- [Exercise details]
The data should be printed again, exactly.

Collection entries:
// Copyright 2021 Google LLC
//
// Licensed under the Apache License, Version 2.0 (the "License");
// you may not use this file except in compliance with the License.
// You may obtain a copy of the License at
//
//     https://www.apache.org/licenses/LICENSE-2.0
//
// Unless required by applicable law or agreed to in writing, software
// distributed under the License is distributed on an "AS IS" BASIS,
// WITHOUT WARRANTIES OR CONDITIONS OF ANY KIND, either express or implied.
// See the License for the specific language governing permissions and
// limitations under the License.

//! Protocol status codes.
//!
//! These are what the host sees in a transfer start response. Raw bus errors
//! reported by the SPI driver are folded into them by
//! [`StatusCode::from_bus_result`].
//!
//! [`StatusCode::from_bus_result`]: enum.StatusCode.html#method.from_bus_result

use crate::hil::BusError;
use crate::io::Read;
use crate::io::Write;
use crate::protocol::wire::FromWire;
use crate::protocol::wire::FromWireError;
use crate::protocol::wire::ToWire;
use crate::protocol::wire::ToWireError;

use core::fmt;

/// Set on every status that carries a raw bus error code.
pub const UNKNOWN_ERROR_FLAG: u16 = 0x8000;

/// Result of the last operation, as reported to the host.
#[derive(Clone, Copy, PartialEq, Eq, Hash, Debug)]
pub enum StatusCode {
    /// The transfer completed.
    Success,

    /// The bus driver timed out.
    Timeout,

    /// The bus was busy.
    Busy,

    /// The declared write count exceeds the maximum write count.
    WriteCountInvalid,

    /// The declared read count exceeds the maximum read count.
    ///
    /// Also returned for a full duplex transfer whose write count exceeds
    /// the maximum read count, since every written byte is read back.
    ReadCountInvalid,

    /// The addressed peripheral is not enabled.
    Disabled,

    /// A continue packet's data index does not match the bytes received so
    /// far.
    RxBadDataIndex,

    /// The host sent more payload than it declared.
    RxDataOverflow,

    /// The frame was malformed or of an unexpected kind.
    RxUnexpectedPacket,

    /// Full duplex was requested but is not supported.
    UnsupportedFullDuplex,

    /// Any other bus error. Holds the low 15 bits of the raw error code.
    UnknownError(u16),
}

impl StatusCode {
    /// Converts `self` into its wire representation.
    pub fn to_wire_value(self) -> u16 {
        match self {
            Self::Success => 0x0000,
            Self::Timeout => 0x0001,
            Self::Busy => 0x0002,
            Self::WriteCountInvalid => 0x0003,
            Self::ReadCountInvalid => 0x0004,
            Self::Disabled => 0x0005,
            Self::RxBadDataIndex => 0x0006,
            Self::RxDataOverflow => 0x0007,
            Self::RxUnexpectedPacket => 0x0008,
            Self::UnsupportedFullDuplex => 0x0009,
            Self::UnknownError(code) => UNKNOWN_ERROR_FLAG | (code & !UNKNOWN_ERROR_FLAG),
        }
    }

    /// Parses a wire status. Unassigned values below the unknown error flag
    /// yield `None`.
    pub fn from_wire_value(wire: u16) -> Option<Self> {
        if wire & UNKNOWN_ERROR_FLAG != 0 {
            return Some(Self::UnknownError(wire & !UNKNOWN_ERROR_FLAG));
        }
        match wire {
            0x0000 => Some(Self::Success),
            0x0001 => Some(Self::Timeout),
            0x0002 => Some(Self::Busy),
            0x0003 => Some(Self::WriteCountInvalid),
            0x0004 => Some(Self::ReadCountInvalid),
            0x0005 => Some(Self::Disabled),
            0x0006 => Some(Self::RxBadDataIndex),
            0x0007 => Some(Self::RxDataOverflow),
            0x0008 => Some(Self::RxUnexpectedPacket),
            0x0009 => Some(Self::UnsupportedFullDuplex),
            _ => None,
        }
    }

    /// Maps the result of a bus transaction to a protocol status.
    pub fn from_bus_result(result: Result<(), BusError>) -> Self {
        match result {
            Ok(()) => Self::Success,
            Err(BusError::Timeout) => Self::Timeout,
            Err(BusError::Busy) => Self::Busy,
            Err(e) => Self::UnknownError(e.code() & !UNKNOWN_ERROR_FLAG),
        }
    }

    /// Returns true iff `self` is `Success`.
    pub fn is_success(self) -> bool {
        self == Self::Success
    }
}

impl Default for StatusCode {
    fn default() -> Self {
        Self::Success
    }
}

impl fmt::Display for StatusCode {
    fn fmt(&self, f: &mut fmt::Formatter) -> fmt::Result {
        match self {
            Self::UnknownError(code) => write!(f, "UnknownError({:#06x})", code),
            other => write!(f, "{:?}", other),
        }
    }
}

impl<'a> FromWire<'a> for StatusCode {
    fn from_wire<R: Read<'a>>(mut r: R) -> Result<Self, FromWireError> {
        let wire = r.read_le::<u16>()?;
        Self::from_wire_value(wire).ok_or(FromWireError::OutOfRange)
    }
}

impl ToWire for StatusCode {
    fn to_wire<W: Write>(&self, mut w: W) -> Result<(), ToWireError> {
        w.write_le(self.to_wire_value())?;
        Ok(())
    }
}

- [Problem solution]
// Copyright 2021 Google LLC
//
// Licensed under the Apache License, Version 2.0 (the "License");
// you may not use this file except in compliance with the License.
// You may obtain a copy of the License at
//
//     https://www.apache.org/licenses/LICENSE-2.0
//
// Unless required by applicable law or agreed to in writing, software
// distributed under the License is distributed on an "AS IS" BASIS,
// WITHOUT WARRANTIES OR CONDITIONS OF ANY KIND, either express or implied.
// See the License for the specific language governing permissions and
// limitations under the License.

//! Protocol status codes.
//!
//! These are what the host sees in a transfer start response. Raw bus errors
//! reported by the SPI driver are folded into them by
//! [`StatusCode::from_bus_result`].
//!
//! [`StatusCode::from_bus_result`]: enum.StatusCode.html#method.from_bus_result

use crate::hil::BusError;
use crate::io::Read;
use crate::io::Write;
use crate::protocol::wire::FromWire;
use crate::protocol::wire::FromWireError;
use crate::protocol::wire::ToWire;
use crate::protocol::wire::ToWireError;

use core::fmt;

/// Set on every status that carries a raw bus error code.
pub const UNKNOWN_ERROR_FLAG: u16 = 0x8000;

/// Result of the last operation, as reported to the host.
#[derive(Clone, Copy, PartialEq, Eq, Hash, Debug)]
pub enum StatusCode {
    /// The transfer completed.
    Success,

    /// The bus driver timed out.
    Timeout,

    /// The bus was busy.
    Busy,

    /// The declared write count exceeds the maximum write count.
    WriteCountInvalid,

    /// The declared read count exceeds the maximum read count.
    ///
    /// Also returned for a full duplex transfer whose write count exceeds
    /// the maximum read count, since every written byte is read back.
    ReadCountInvalid,

    /// The addressed peripheral is not enabled.
    Disabled,

    /// A continue packet's data index does not match the bytes received so
    /// far.
    RxBadDataIndex,

    /// The host sent more payload than it declared.
    RxDataOverflow,

    /// The frame was malformed or of an unexpected kind.
    RxUnexpectedPacket,

    /// Full duplex was requested but is not supported.
    UnsupportedFullDuplex,

    /// Any other bus error. Holds the low 15 bits of the raw error code.
    UnknownError(u16),
}

impl StatusCode {
    /// Converts `self` into its wire representation.
    pub fn to_wire_value(self) -> u16 {
        match self {
            Self::Success => 0x0000,
            Self::Timeout => 0x0001,
            Self::Busy => 0x0002,
            Self::WriteCountInvalid => 0x0003,
            Self::ReadCountInvalid => 0x0004,
            Self::Disabled => 0x0005,
            Self::RxBadDataIndex => 0x0006,
            Self::RxDataOverflow => 0x0007,
            Self::RxUnexpectedPacket => 0x0008,
            Self::UnsupportedFullDuplex => 0x0009,
            Self::UnknownError(code) => UNKNOWN_ERROR_FLAG | (code & !UNKNOWN_ERROR_FLAG),
        }
    }

    /// Parses a wire status. Unassigned values below the unknown error flag
    /// yield `None`.
    pub fn from_wire_value(wire: u16) -> Option<Self> {
        if wire & UNKNOWN_ERROR_FLAG != 0 {
            return Some(Self::UnknownError(wire & !UNKNOWN_ERROR_FLAG));
        }
        match wire {
            0x0000 => Some(Self::Success),
            0x0001 => Some(Self::Timeout),
            0x0002 => Some(Self::Busy),
            0x0003 => Some(Self::WriteCountInvalid),
            0x0004 => Some(Self::ReadCountInvalid),
            0x0005 => Some(Self::Disabled),
            0x0006 => Some(Self::RxBadDataIndex),
            0x0007 => Some(Self::RxDataOverflow),
            0x0008 => Some(Self::RxUnexpectedPacket),
            0x0009 => Some(Self::UnsupportedFullDuplex),
            _ => None,
        }
    }

    /// Maps the result of a bus transaction to a protocol status.
    pub fn from_bus_result(result: Result<(), BusError>) -> Self {
        match result {
            Ok(()) => Self::Success,
            Err(BusError::Timeout) => Self::Timeout,
            Err(BusError::Busy) => Self::Busy,
            Err(e) => Self::UnknownError(e.code() & !UNKNOWN_ERROR_FLAG),
        }
    }

    /// Returns true iff `self` is `Success`.
    pub fn is_success(self) -> bool {
        self == Self::Success
    }
}

impl Default for StatusCode {
    fn default() -> Self {
        Self::Success
    }
}

impl fmt::Display for StatusCode {
    fn fmt(&self, f: &mut fmt::Formatter) -> fmt::Result {
        match self {
            Self::UnknownError(code) => write!(f, "UnknownError({:#06x})", code),
            other => write!(f, "{:?}", other),
        }
    }
}

impl<'a> FromWire<'a> for StatusCode {
    fn from_wire<R: Read<'a>>(mut r: R) -> Result<Self, FromWireError> {
        let wire = r.read_le::<u16>()?;
        Self::from_wire_value(wire).ok_or(FromWireError::OutOfRange)
    }
}

impl ToWire for StatusCode {
    fn to_wire<W: Write>(&self, mut w: W) -> Result<(), ToWireError> {
        w.write_le(self.to_wire_value())?;
        Ok(())
    }
}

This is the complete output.